From da0047ad06dc2741b535716dd6fb0d6dab856e98 Mon Sep 17 00:00:00 2001
From: Paul Howarth <pghmcfc@fedoraproject.org>
Date: Dec 19 2007 10:31:38 +0000
Subject: - include patch to fix a DoS caused via a BMP image with a Bits Per Page

    (BPP) value of 0 (#426091, CVE-2007-3568); thanks to Peter Volkov at
    Gentoo for the heads-up
- remove URL tag; this legacy package has no active upstream source, and
    documentation for it is gradually disappearing from the Internet

---

diff --git a/imlib-1.9.15-bpp16-CVE-2007-3568.patch b/imlib-1.9.15-bpp16-CVE-2007-3568.patch
new file mode 100644
index 0000000..94595ff
--- /dev/null
+++ b/imlib-1.9.15-bpp16-CVE-2007-3568.patch
@@ -0,0 +1,11 @@
+--- Imlib/load.c.orig	2007-08-13 23:06:20.000000000 -0300
++++ Imlib/load.c	2007-08-13 23:06:51.000000000 -0300
+@@ -645,7 +645,7 @@
+   planes = (int)word;
+   fread(&word, 2, 1, file);
+   bpp = (int)word;
+-  if (bpp != 1 && bpp != 4 && bpp != 8 && bpp && 16 && bpp != 24 && bpp != 32)
++  if (bpp != 1 && bpp != 4 && bpp != 8 && bpp != 16 && bpp != 24 && bpp != 32)
+     {
+       fprintf(stderr, "IMLIB ERROR: unknown bitdepth in file\n");
+       return NULL;
diff --git a/imlib.spec b/imlib.spec
index f7df339..97b89e1 100644
--- a/imlib.spec
+++ b/imlib.spec
@@ -3,14 +3,14 @@
 Summary:	An image loading and rendering library for X11R6
 Name:		imlib
 Version:	1.9.15
-Release:	5%{?dist}
+Release:	6%{?dist}
 Epoch:		1
 License:	LGPLv2+
 Group:		System Environment/Libraries
-URL:		http://enlightenment.sourceforge.net/Libraries/Imlib/
 Source0:	http://ftp.gnome.org/pub/GNOME/sources/imlib/1.9/imlib-%{version}.tar.bz2
 Source2:	local-hack-gmodule.tar.gz
 Patch1:		imlib-1.9.13-sec2.patch
+Patch2:		imlib-1.9.15-bpp16-CVE-2007-3568.patch
 Patch3:		imlib-1.9.10-cppflags.patch
 Patch4:		imlib-1.9.15-gmodulehack.patch
 Patch6:		imlib-1.9.13-underquoted.patch
@@ -63,6 +63,7 @@ applications.
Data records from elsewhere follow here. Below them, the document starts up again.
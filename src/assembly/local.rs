//! Local contributions of assembly terms on one cell, boundary face or interface.
use std::sync::Arc;

use davenport::{define_thread_local_workspace, with_thread_local_workspace};
use eyre::{eyre, WrapErr};
use log::trace;
use nalgebra::{DMatrix, DVector};

use crate::assembly::AssemblyTerm;
use crate::cache::{CacheKey, CacheScope, FunctorCache};
use crate::differentiation::{
    evaluate_arguments, AutomaticDifferentiation, Differentiation, DifferentiationBackend, Linearization,
    SymbolicDifferentiation, SymbolicDerivatives,
};
use crate::forms::{BilinearForm, LinearForm, ResidualForm, ResidualFunctor};
use crate::solution::LocalSolution;
use crate::symbolic::{EvaluationContext, Expr, SpaceRole};
use crate::tensor::Tensor;
use crate::values::FeValuesBase;

/// The setup data of a residual for the differentiation backend of its form.
#[derive(Debug, Clone)]
pub(crate) enum PreparedResidual {
    Automatic(Arc<()>),
    Symbolic(Arc<SymbolicDerivatives>),
}

impl PreparedResidual {
    fn linearization_tag(&self) -> &'static str {
        match self {
            Self::Automatic(_) => "linearization/automatic",
            Self::Symbolic(_) => "linearization/symbolic",
        }
    }

    fn linearize(
        &self,
        residual: &ResidualFunctor,
        context: &EvaluationContext<'_>,
        q: usize,
    ) -> eyre::Result<Linearization> {
        let arguments = evaluate_arguments(residual, context, q)?;
        match self {
            Self::Automatic(prepared) => AutomaticDifferentiation.linearize(prepared, residual, context, q, &arguments),
            Self::Symbolic(prepared) => SymbolicDifferentiation.linearize(prepared, residual, context, q, &arguments),
        }
    }
}

fn prepare_cached<D: Differentiation>(
    backend: &D,
    residual: &ResidualFunctor,
    cache: &mut FunctorCache<'_>,
) -> eyre::Result<Arc<D::Prepared>> {
    let key = CacheKey::setup(residual.id(), backend.name());
    let slot = cache.slot();
    let mut storage = cache.get(CacheScope::Setup);
    let prepared = storage.get_or_try_insert_with(key, || {
        trace!(
            "Preparing {} differentiation of residual {} in cache slot {slot}",
            backend.name(),
            residual.symbol().ascii()
        );
        backend.prepare(residual).map(Arc::new)
    })?;
    Ok(Arc::clone(prepared))
}

/// Prepare the residual of a form for its backend, reusing setup data found in the cache.
pub(crate) fn prepare_residual(form: &ResidualForm, cache: &mut FunctorCache<'_>) -> eyre::Result<PreparedResidual> {
    let residual = form.residual();
    let prepared = match form.backend() {
        DifferentiationBackend::Automatic => {
            PreparedResidual::Automatic(prepare_cached(&AutomaticDifferentiation, residual, cache)?)
        }
        DifferentiationBackend::Symbolic => {
            PreparedResidual::Symbolic(prepare_cached(&SymbolicDifferentiation, residual, cache)?)
        }
    };
    Ok(prepared)
}

/// Which parts of the local system are needed.
#[derive(Debug, Copy, Clone, PartialEq, Eq)]
pub(crate) struct LocalOutputs {
    pub matrix: bool,
    pub rhs: bool,
}

/// The local matrix and right-hand side of one visit.
#[derive(Debug, Clone)]
pub(crate) struct LocalSystem {
    pub matrix: DMatrix<f64>,
    pub rhs: DVector<f64>,
}

impl LocalSystem {
    pub fn new() -> Self {
        Self {
            matrix: DMatrix::zeros(0, 0),
            rhs: DVector::zeros(0),
        }
    }

    pub fn reset(&mut self, n_dofs: usize) {
        self.matrix.resize_mut(n_dofs, n_dofs, 0.0);
        self.matrix.fill(0.0);
        self.rhs.resize_vertically_mut(n_dofs, 0.0);
        self.rhs.fill(0.0);
    }
}

#[derive(Debug, Default)]
struct LocalAssemblyWorkspace {
    test_values: Vec<Tensor<f64>>,
    trial_values: Vec<Tensor<f64>>,
}

define_thread_local_workspace!(WORKSPACE);

fn evaluate_test_values(
    test: &Expr,
    context: &EvaluationContext<'_>,
    q: usize,
    output: &mut Vec<Tensor<f64>>,
) -> eyre::Result<()> {
    output.clear();
    for i in 0..context.values().dofs_per_cell() {
        output.push(test.evaluate(&context.with_test_dof(i), q)?);
    }
    Ok(())
}

/// Everything a term needs to compute its local contribution on the current visit.
pub(crate) struct LocalAssembler<'a, 'c> {
    pub values: &'a dyn FeValuesBase,
    pub solution: Option<&'a LocalSolution>,
    pub cache: &'a mut FunctorCache<'c>,
    pub outputs: LocalOutputs,
}

impl<'a, 'c> LocalAssembler<'a, 'c> {
    fn context(&self) -> EvaluationContext<'a> {
        let context = EvaluationContext::new(self.values);
        match self.solution {
            Some(solution) => context.with_solution(solution),
            None => context,
        }
    }

    /// Add the contribution of `term` to `local`.
    ///
    /// `prepared` must be given for residual terms.
    pub fn assemble_term(
        &mut self,
        term: &AssemblyTerm,
        prepared: Option<&PreparedResidual>,
        local: &mut LocalSystem,
    ) -> eyre::Result<()> {
        let sign = term.sign();
        match term {
            AssemblyTerm::Linear(integral) => {
                if self.outputs.rhs {
                    self.assemble_linear(integral.integrand(), sign, local)
                        .wrap_err("failed to assemble linear form")?;
                }
            }
            AssemblyTerm::Bilinear(integral) => {
                if self.outputs.matrix {
                    self.assemble_bilinear(integral.integrand(), sign, local)
                        .wrap_err("failed to assemble bilinear form")?;
                }
            }
            AssemblyTerm::Residual(integral) => {
                let prepared =
                    prepared.ok_or_else(|| eyre!("residual term assembled without prepared differentiation data"))?;
                self.assemble_residual(integral.integrand(), prepared, sign, local)
                    .wrap_err("failed to assemble residual form")?;
            }
        }
        Ok(())
    }

    /// `rhs[i] -= sign * ∫ test_i · f`.
    fn assemble_linear(&mut self, form: &LinearForm, sign: f64, local: &mut LocalSystem) -> eyre::Result<()> {
        let context = self.context();
        with_thread_local_workspace(&WORKSPACE, |ws: &mut LocalAssemblyWorkspace| -> eyre::Result<()> {
            for q in 0..context.n_quadrature_points() {
                let jxw = self.values.jxw(q);
                let f = form.functor().evaluate(&context, q)?;
                evaluate_test_values(form.test(), &context, q, &mut ws.test_values)?;
                for (i, test) in ws.test_values.iter().enumerate() {
                    local.rhs[i] -= sign * test.full_contract(&f) * jxw;
                }
            }
            Ok(())
        })
    }

    /// `matrix[i, j] += sign * ∫ test_i · F · trial_j`.
    fn assemble_bilinear(&mut self, form: &BilinearForm, sign: f64, local: &mut LocalSystem) -> eyre::Result<()> {
        let context = self.context();
        let n = self.values.dofs_per_cell();
        let scalar_functor = form.functor().rank() == 0;
        with_thread_local_workspace(&WORKSPACE, |ws: &mut LocalAssemblyWorkspace| -> eyre::Result<()> {
            for q in 0..context.n_quadrature_points() {
                let jxw = self.values.jxw(q);
                let functor = form.functor().evaluate(&context, q)?;
                evaluate_test_values(form.test(), &context, q, &mut ws.test_values)?;

                // Apply the functor to the trial values once, so that each entry is a single
                // full contraction with a test value
                ws.trial_values.clear();
                for j in 0..n {
                    let trial = form.trial().evaluate(&context.with_trial_dof(j), q)?;
                    let applied = if scalar_functor {
                        trial.scaled(functor.scalar_value())
                    } else {
                        functor.contract_trailing(&trial, trial.rank())
                    };
                    ws.trial_values.push(applied);
                }

                for i in 0..n {
                    let first_column = if form.is_symmetric() { i } else { 0 };
                    for j in first_column..n {
                        let value = sign * ws.test_values[i].full_contract(&ws.trial_values[j]) * jxw;
                        local.matrix[(i, j)] += value;
                        if form.is_symmetric() && j != i {
                            local.matrix[(j, i)] += value;
                        }
                    }
                }
            }
            Ok(())
        })
    }

    /// `matrix[i, j] += sign * ∫ test_i · dR[trial_j]` and `rhs[i] -= sign * ∫ test_i · R`.
    fn assemble_residual(
        &mut self,
        form: &ResidualForm,
        prepared: &PreparedResidual,
        sign: f64,
        local: &mut LocalSystem,
    ) -> eyre::Result<()> {
        let context = self.context();
        let values = self.values;
        let n = values.dofs_per_cell();
        let residual = form.residual();
        let trial_arguments: Vec<_> = residual
            .arguments()
            .iter()
            .map(|argument| argument.with_role(SpaceRole::TrialSolution))
            .collect();
        let outputs = self.outputs;
        let cache = &mut *self.cache;

        with_thread_local_workspace(&WORKSPACE, |ws: &mut LocalAssemblyWorkspace| -> eyre::Result<()> {
            for q in 0..context.n_quadrature_points() {
                let jxw = values.jxw(q);
                let key = CacheKey::quadrature_point(residual.id(), prepared.linearization_tag(), q);
                let mut storage = cache.get(CacheScope::Visitation);
                let linearization: &mut Linearization =
                    storage.get_or_try_insert_with(key, || prepared.linearize(residual, &context, q))?;
                evaluate_test_values(form.test(), &context, q, &mut ws.test_values)?;

                if outputs.rhs {
                    for (i, test) in ws.test_values.iter().enumerate() {
                        local.rhs[i] -= sign * test.full_contract(linearization.value()) * jxw;
                    }
                }

                if outputs.matrix {
                    ws.trial_values.clear();
                    for j in 0..n {
                        let directions: Vec<_> = trial_arguments
                            .iter()
                            .map(|argument| argument.evaluate_shape(values, j, q))
                            .collect();
                        ws.trial_values.push(linearization.directional_derivative(&directions));
                    }
                    for i in 0..n {
                        for j in 0..n {
                            local.matrix[(i, j)] += sign * ws.test_values[i].full_contract(&ws.trial_values[j]) * jxw;
                        }
                    }
                }
            }
            Ok(())
        })
    }
}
You will also need to install the imlib package.
 %prep
 %setup -q
 %patch1 -p1 -b .sec2
+%patch2 -p0 -b .bpp16
 %patch3 -p1 -b .cppflags
 %patch4 -p1 -b .gmodulehack
 %patch6 -p1 -b .underquoted
@@ -150,6 +151,13 @@ GX_LIBS=$(/usr/bin/gtk-config --libs | %{__sed} -e 's/-lgtk //; s/-lgmodule //; 
 %{_mandir}/man1/imlib-config.1*
 
 %changelog
+* Tue Dec 18 2007 Paul Howarth <paul@city-fan.org> 1:1.9.15-6
+- include patch to fix a DoS caused via a BMP image with a Bits Per Page (BPP)
+  value of 0 (#426091, CVE-2007-3568); thanks to Peter Volkov at Gentoo for
+  the heads-up
+- remove URL tag; this legacy package has no active upstream source, and
+  documentation for it is gradually disappearing from the Internet
+
 * Wed Nov 28 2007 Adam Jackson <ajax@redhat.com> 1:1.9.15-5
 - imlib-1.9.15-check-for-shm-pixmaps.patch: MIT-SHM pixmaps are optional,
   so check that they exist before using them. (#357241)